(Collected data)
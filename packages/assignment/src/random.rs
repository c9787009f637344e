use std::sync::Mutex;

use rand::rngs::StdRng;
use rand::{Rng, SeedableRng};

/// Source of uniformly distributed indices.
pub trait RandomSource: Send + Sync {
    /// Uniform index in `0..len`. Callers never pass `len == 0`.
    fn pick_index(&self, len: usize) -> usize;
}

/// Draws from the thread-local generator, seeded from the OS.
#[derive(Debug, Default, Clone, Copy)]
pub struct ThreadRandom;

impl RandomSource for ThreadRandom {
    fn pick_index(&self, len: usize) -> usize {
        rand::thread_rng().gen_range(0..len)
    }
}

/// Reproducible generator for tests and replays.
#[derive(Debug)]
pub struct SeededRandom {
    rng: Mutex<StdRng>,
}

impl SeededRandom {
    #[must_use]
    pub fn new(seed: u64) -> Self {
        Self {
            rng: Mutex::new(StdRng::seed_from_u64(seed)),
        }
    }
}

impl RandomSource for SeededRandom {
    fn pick_index(&self, len: usize) -> usize {
        match self.rng.lock() {
            Ok(mut rng) => rng.gen_range(0..len),
            Err(poisoned) => poisoned.into_inner().gen_range(0..len),
        }
    }
}
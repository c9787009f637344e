//! Plain data behind both store implementations.

use std::collections::{BTreeMap, HashMap};

use serde::{Deserialize, Serialize};

use revassign_review_models::{
    AssignmentStat, PullRequest, PullRequestShort, Team, User,
};

use crate::StoreError;

/// Full contents of a store. This is also the on-disk format of
/// `JsonFileStore`.
#[derive(Debug, Clone, Default, PartialEq, Eq, Serialize, Deserialize)]
pub struct StoreSnapshot {
    /// Team name to member ids, in registration order.
    #[serde(default)]
    pub teams: BTreeMap<String, Vec<String>>,
    #[serde(default)]
    pub users: BTreeMap<String, User>,
    #[serde(default)]
    pub pull_requests: BTreeMap<String, PullRequest>,
}

impl StoreSnapshot {
    pub(crate) fn add_team(&mut self, team: Team) -> Result<(), StoreError> {
        if self.teams.contains_key(&team.team_name) {
            return Err(StoreError::TeamExists(team.team_name));
        }
        if let Some(taken) = team
            .members
            .iter()
            .find(|m| self.users.contains_key(&m.user_id))
        {
            return Err(StoreError::UserExists(taken.user_id.clone()));
        }

        let mut member_ids: Vec<String> = Vec::with_capacity(team.members.len());
        for member in &team.members {
            if member_ids.contains(&member.user_id) {
                return Err(StoreError::UserExists(member.user_id.clone()));
            }
            member_ids.push(member.user_id.clone());
        }

        for member in team.members {
            let user = member.into_user(&team.team_name);
            self.users.insert(user.user_id.clone(), user);
        }
        self.teams.insert(team.team_name, member_ids);

        Ok(())
    }

    pub(crate) fn get_team(&self, team_name: &str) -> Result<Team, StoreError> {
        if !self.teams.contains_key(team_name) {
            return Err(StoreError::TeamNotFound(team_name.to_string()));
        }

        Ok(Team::from_users(team_name, self.get_users_by_team(team_name)))
    }

    pub(crate) fn get_user(&self, user_id: &str) -> Result<User, StoreError> {
        self.users
            .get(user_id)
            .cloned()
            .ok_or_else(|| StoreError::UserNotFound(user_id.to_string()))
    }

    pub(crate) fn get_users_by_team(&self, team_name: &str) -> Vec<User> {
        self.teams
            .get(team_name)
            .map(|ids| {
                ids.iter()
                    .filter_map(|id| self.users.get(id))
                    .cloned()
                    .collect()
            })
            .unwrap_or_default()
    }

    pub(crate) fn set_user_active(
        &mut self,
        user_id: &str,
        is_active: bool,
    ) -> Result<User, StoreError> {
        let user = self
            .users
            .get_mut(user_id)
            .ok_or_else(|| StoreError::UserNotFound(user_id.to_string()))?;
        user.is_active = is_active;
        Ok(user.clone())
    }

    pub(crate) fn deactivate_team(&mut self, team_name: &str) -> Result<Vec<String>, StoreError> {
        let member_ids = self
            .teams
            .get(team_name)
            .cloned()
            .ok_or_else(|| StoreError::TeamNotFound(team_name.to_string()))?;

        for id in &member_ids {
            if let Some(user) = self.users.get_mut(id) {
                user.is_active = false;
            }
        }

        Ok(member_ids)
    }

    pub(crate) fn get_pr(&self, pull_request_id: &str) -> Result<PullRequest, StoreError> {
        self.pull_requests
            .get(pull_request_id)
            .cloned()
            .ok_or_else(|| StoreError::PrNotFound(pull_request_id.to_string()))
    }

    pub(crate) fn create_pr(&mut self, pr: &PullRequest) -> Result<(), StoreError> {
        if self.pull_requests.contains_key(&pr.pull_request_id) {
            return Err(StoreError::PrExists(pr.pull_request_id.clone()));
        }
        self.pull_requests
            .insert(pr.pull_request_id.clone(), pr.clone());
        Ok(())
    }

    pub(crate) fn replace_pr(&mut self, pr: &PullRequest) -> Result<(), StoreError> {
        let stored = self
            .pull_requests
            .get_mut(&pr.pull_request_id)
            .ok_or_else(|| StoreError::PrNotFound(pr.pull_request_id.clone()))?;
        *stored = pr.clone();
        Ok(())
    }

    pub(crate) fn get_prs_by_reviewer(&self, user_id: &str) -> Vec<PullRequestShort> {
        self.pull_requests
            .values()
            .filter(|pr| pr.has_reviewer(user_id))
            .map(PullRequest::to_short)
            .collect()
    }

    pub(crate) fn assignment_stats(&self) -> Vec<AssignmentStat> {
        let mut counts: HashMap<&str, usize> = HashMap::new();
        for reviewer in self
            .pull_requests
            .values()
            .flat_map(|pr| pr.assigned_reviewers.iter())
        {
            *counts.entry(reviewer.as_str()).or_default() += 1;
        }

        let mut stats: Vec<_> = counts
            .into_iter()
            .map(|(user_id, count)| AssignmentStat {
                user_id: user_id.to_string(),
                count,
            })
            .collect();
        stats.sort_by(|a, b| b.count.cmp(&a.count).then_with(|| a.user_id.cmp(&b.user_id)));
        stats
    }
}

#[cfg(test)]
mod tests {
    use super::*;
    use revassign_review_models::TeamMember;
    use chrono::Utc;

    fn member(id: &str, active: bool) -> TeamMember {
        TeamMember {
            user_id: id.to_string(),
            username: format!("user-{id}"),
            is_active: active,
        }
    }

    fn pr(id: &str, author: &str, reviewers: &[&str]) -> PullRequest {
        PullRequest::open(
            id.to_string(),
            format!("PR {id}"),
            author.to_string(),
            reviewers.iter().map(ToString::to_string).collect(),
            Utc::now(),
        )
    }

    #[test]
    fn test_add_team_rejects_duplicate_team_and_user() {
        let mut snapshot = StoreSnapshot::default();
        snapshot
            .add_team(Team {
                team_name: "core".to_string(),
                members: vec![member("a", true)],
            })
            .unwrap();

        let err = snapshot
            .add_team(Team {
                team_name: "core".to_string(),
                members: vec![],
            })
            .unwrap_err();
        assert!(matches!(err, StoreError::TeamExists(name) if name == "core"));

        let err = snapshot
            .add_team(Team {
                team_name: "infra".to_string(),
                members: vec![member("b", true), member("a", true)],
            })
            .unwrap_err();
        assert!(matches!(err, StoreError::UserExists(id) if id == "a"));
        assert!(!snapshot.teams.contains_key("infra"));
        assert!(!snapshot.users.contains_key("b"));
    }

    #[test]
    fn test_add_team_rejects_repeated_member() {
        let mut snapshot = StoreSnapshot::default();

        let err = snapshot
            .add_team(Team {
                team_name: "core".to_string(),
                members: vec![member("a", true), member("a", false)],
            })
            .unwrap_err();

        assert!(matches!(err, StoreError::UserExists(id) if id == "a"));
    }

    #[test]
    fn test_deactivate_team_flips_every_member() {
        let mut snapshot = StoreSnapshot::default();
        snapshot
            .add_team(Team {
                team_name: "core".to_string(),
                members: vec![member("a", true), member("b", false), member("c", true)],
            })
            .unwrap();

        let ids = snapshot.deactivate_team("core").unwrap();

        assert_eq!(ids, vec!["a", "b", "c"]);
        assert!(snapshot.users.values().all(|u| !u.is_active));
    }

    #[test]
    fn test_get_team_reflects_current_flags_in_registration_order() {
        let mut snapshot = StoreSnapshot::default();
        snapshot
            .add_team(Team {
                team_name: "core".to_string(),
                members: vec![member("z", true), member("a", true)],
            })
            .unwrap();
        snapshot.set_user_active("a", false).unwrap();

        let team = snapshot.get_team("core").unwrap();

        assert_eq!(team.members, vec![member("z", true), member("a", false)]);
        assert!(matches!(
            snapshot.get_team("nope"),
            Err(StoreError::TeamNotFound(_))
        ));
    }

    #[test]
    fn test_assignment_stats_orders_by_count_then_id() {
        let mut snapshot = StoreSnapshot::default();
        snapshot.create_pr(&pr("p1", "a", &["b", "c"])).unwrap();
        snapshot.create_pr(&pr("p2", "a", &["c", "d"])).unwrap();
        snapshot.create_pr(&pr("p3", "c", &["b"])).unwrap();

        let stats = snapshot.assignment_stats();

        let flat: Vec<_> = stats
            .iter()
            .map(|s| (s.user_id.as_str(), s.count))
            .collect();
        assert_eq!(flat, vec![("b", 2), ("c", 2), ("d", 1)]);
    }

    #[test]
    fn test_replace_unknown_pr_fails() {
        let mut snapshot = StoreSnapshot::default();

        let err = snapshot.replace_pr(&pr("p1", "a", &[])).unwrap_err();

        assert!(err.is_not_found());
    }
}
//! `OPEN -> MERGED` state machine and per-PR reviewer replacement.

use chrono::Utc;

use revassign_assignment::AssignmentError;
use revassign_review_models::PullRequest;

use crate::{ReviewError, ReviewService};

/// A successful reviewer replacement.
#[derive(Debug, Clone, PartialEq, Eq)]
pub struct Reassigned {
    pub pr: PullRequest,
    pub replaced_by: String,
}

impl ReviewService {
    /// Open a pull request and assign up to two reviewers from the author's
    /// team.
    ///
    /// # Errors
    ///
    /// * `ReviewError::UserNotFound` if the author is unknown
    /// * `ReviewError::PrExists` if the id is already in use
    pub async fn create_pr(
        &self,
        pull_request_id: &str,
        pull_request_name: &str,
        author_id: &str,
    ) -> Result<PullRequest, ReviewError> {
        let author = self.directory.get_user(author_id).await?;
        let team = self.directory.get_users_by_team(&author.team_name).await?;

        let reviewers = self.engine.initial_reviewers(&team, author_id);

        let pr = PullRequest::open(
            pull_request_id.to_string(),
            pull_request_name.to_string(),
            author_id.to_string(),
            reviewers,
            Utc::now(),
        );
        self.pull_requests.create_pr(&pr).await?;

        log::info!(
            "Created pull request {} by {} with {} reviewer(s)",
            pr.pull_request_id,
            pr.author_id,
            pr.assigned_reviewers.len()
        );

        Ok(pr)
    }

    /// Merge a pull request. Merging an already merged pull request returns
    /// it unchanged.
    ///
    /// # Errors
    ///
    /// Returns `ReviewError::PrNotFound` if no pull request has this id.
    pub async fn merge_pr(&self, pull_request_id: &str) -> Result<PullRequest, ReviewError> {
        let _guard = self.pr_locks.lock(pull_request_id).await;

        let mut pr = self.pull_requests.get_pr(pull_request_id).await?;
        if !pr.merge(Utc::now()) {
            log::debug!("Pull request {pull_request_id} already merged");
            return Ok(pr);
        }

        self.pull_requests.replace_pr(&pr).await?;
        log::info!("Merged pull request {pull_request_id}");

        Ok(pr)
    }

    /// Replace `old_user_id` on a pull request with another active member
    /// of that reviewer's team.
    ///
    /// When no replacement exists the old reviewer is still removed and
    /// persisted before `ReviewError::NoCandidate` is returned.
    ///
    /// # Errors
    ///
    /// * `ReviewError::PrNotFound` if no pull request has this id
    /// * `ReviewError::PrMerged` if the pull request is merged
    /// * `ReviewError::NotAssigned` if `old_user_id` is not a reviewer
    /// * `ReviewError::UserNotFound` if `old_user_id` is unknown
    /// * `ReviewError::NoCandidate` if nobody can take over
    pub async fn reassign_pr(
        &self,
        pull_request_id: &str,
        old_user_id: &str,
    ) -> Result<Reassigned, ReviewError> {
        let _guard = self.pr_locks.lock(pull_request_id).await;

        let mut pr = self.pull_requests.get_pr(pull_request_id).await?;
        if pr.is_merged() {
            return Err(ReviewError::PrMerged(pr.pull_request_id));
        }
        if !pr.has_reviewer(old_user_id) {
            return Err(ReviewError::NotAssigned {
                pull_request_id: pr.pull_request_id,
                user_id: old_user_id.to_string(),
            });
        }

        let departing = self.directory.get_user(old_user_id).await?;
        let team = self.directory.get_users_by_team(&departing.team_name).await?;

        let picked = self
            .engine
            .replacement(&team, &pr.author_id, &pr.assigned_reviewers, &departing);

        pr.remove_reviewer(old_user_id);

        match picked {
            Ok(new_reviewer) => {
                pr.add_reviewer(new_reviewer.clone());
                self.pull_requests.replace_pr(&pr).await?;
                log::info!(
                    "Reassigned pull request {pull_request_id}: {old_user_id} -> {new_reviewer}"
                );
                Ok(Reassigned {
                    pr,
                    replaced_by: new_reviewer,
                })
            }
            Err(AssignmentError::NoCandidate(team_name)) => {
                self.pull_requests.replace_pr(&pr).await?;
                log::warn!(
                    "No replacement for {old_user_id} on pull request {pull_request_id}; \
                     reviewer removed"
                );
                Err(ReviewError::NoCandidate {
                    pull_request_id: pr.pull_request_id,
                    team_name,
                })
            }
        }
    }
}
use actix_web::{HttpResponse, Resource, web};
use revassign_server_models::{
    CreatePrRequest, MergePrRequest, PrResponse, ReassignRequest, ReassignResponse,
    SetIsActiveRequest, SetIsActiveResponse, StatsResponse, Team, TeamName, TeamResponse, UserId,
    UserReviewsResponse,
};

use crate::error::{self, ApiError};
use crate::state::AppState;

pub fn routes(cfg: &mut web::ServiceConfig) {
    cfg.service(resource("/team/add").route(web::post().to(add_team)))
        .service(resource("/team/get").route(web::get().to(get_team)))
        .service(resource("/team/deactivate").route(web::post().to(deactivate_team)))
        .service(resource("/users/setIsActive").route(web::post().to(set_is_active)))
        .service(resource("/users/getReview").route(web::get().to(get_review)))
        .service(resource("/pullRequest/create").route(web::post().to(create_pr)))
        .service(resource("/pullRequest/merge").route(web::post().to(merge_pr)))
        .service(resource("/pullRequest/reassign").route(web::post().to(reassign_pr)))
        .service(resource("/stats/assignments").route(web::get().to(assignment_stats)));
}

fn resource(path: &str) -> Resource {
    web::resource(path).default_service(web::to(error::method_not_allowed))
}

pub async fn add_team(
    state: web::Data<AppState>,
    body: web::Json<Team>,
) -> Result<HttpResponse, ApiError> {
    let team = state.service.add_team(body.into_inner()).await?;

    Ok(HttpResponse::Created().json(TeamResponse { team }))
}

pub async fn get_team(
    state: web::Data<AppState>,
    query: web::Query<TeamName>,
) -> Result<HttpResponse, ApiError> {
    let team = state.service.get_team(&query.team_name).await?;

    Ok(HttpResponse::Ok().json(team))
}

pub async fn deactivate_team(
    state: web::Data<AppState>,
    body: web::Json<TeamName>,
) -> Result<HttpResponse, ApiError> {
    let report = state.service.deactivate_team(&body.team_name).await?;

    Ok(HttpResponse::Ok().json(report))
}

pub async fn set_is_active(
    state: web::Data<AppState>,
    body: web::Json<SetIsActiveRequest>,
) -> Result<HttpResponse, ApiError> {
    let (user, cascade) = state
        .service
        .set_user_active(&body.user_id, body.is_active)
        .await?;

    Ok(HttpResponse::Ok().json(SetIsActiveResponse { user, cascade }))
}

pub async fn get_review(
    state: web::Data<AppState>,
    query: web::Query<UserId>,
) -> Result<HttpResponse, ApiError> {
    let UserId { user_id } = query.into_inner();
    let pull_requests = state.service.get_reviews(&user_id).await?;

    Ok(HttpResponse::Ok().json(UserReviewsResponse {
        user_id,
        pull_requests,
    }))
}

pub async fn create_pr(
    state: web::Data<AppState>,
    body: web::Json<CreatePrRequest>,
) -> Result<HttpResponse, ApiError> {
    let pr = state
        .service
        .create_pr(
            &body.pull_request_id,
            &body.pull_request_name,
            &body.author_id,
        )
        .await?;

    Ok(HttpResponse::Created().json(PrResponse { pr }))
}

pub async fn merge_pr(
    state: web::Data<AppState>,
    body: web::Json<MergePrRequest>,
) -> Result<HttpResponse, ApiError> {
    let pr = state.service.merge_pr(&body.pull_request_id).await?;

    Ok(HttpResponse::Ok().json(PrResponse { pr }))
}

pub async fn reassign_pr(
    state: web::Data<AppState>,
    body: web::Json<ReassignRequest>,
) -> Result<HttpResponse, ApiError> {
    let reassigned = state
        .service
        .reassign_pr(&body.pull_request_id, &body.old_user_id)
        .await?;

    Ok(HttpResponse::Ok().json(ReassignResponse {
        pr: reassigned.pr,
        replaced_by: reassigned.replaced_by,
    }))
}

pub async fn assignment_stats(state: web::Data<AppState>) -> Result<HttpResponse, ApiError> {
    let stats = state.service.assignment_stats().await?;

    Ok(HttpResponse::Ok().json(StatsResponse { stats }))
}
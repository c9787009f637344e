#![cfg_attr(feature = "fail-on-warnings", deny(warnings))]
#![warn(clippy::all, clippy::pedantic, clippy::nursery, clippy::cargo)]
#![allow(clippy::multiple_crate_versions)]

//! Pull request lifecycle and reviewer reassignment for `Revassign`.
//!
//! `ReviewService` drives the `OPEN -> MERGED` state machine, picks
//! reviewers through `AssignmentEngine`, and runs the best-effort
//! reassignment cascade when users or teams are deactivated.

mod cascade;
mod error;
mod lifecycle;
mod locks;
mod service;

pub use error::ReviewError;
pub use lifecycle::Reassigned;
pub use revassign_review_models as models;
pub use service::ReviewService;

=== Problem statement ===
Copy each line of the data above that holds "replacement".

=== Reply ===
//! `OPEN -> MERGED` state machine and per-PR reviewer replacement.
/// A successful reviewer replacement.
    /// When no replacement exists the old reviewer is still removed and
            .replacement(&team, &pr.author_id, &pr.assigned_reviewers, &departing);
                    "No replacement for {old_user_id} on pull request {pull_request_id}; \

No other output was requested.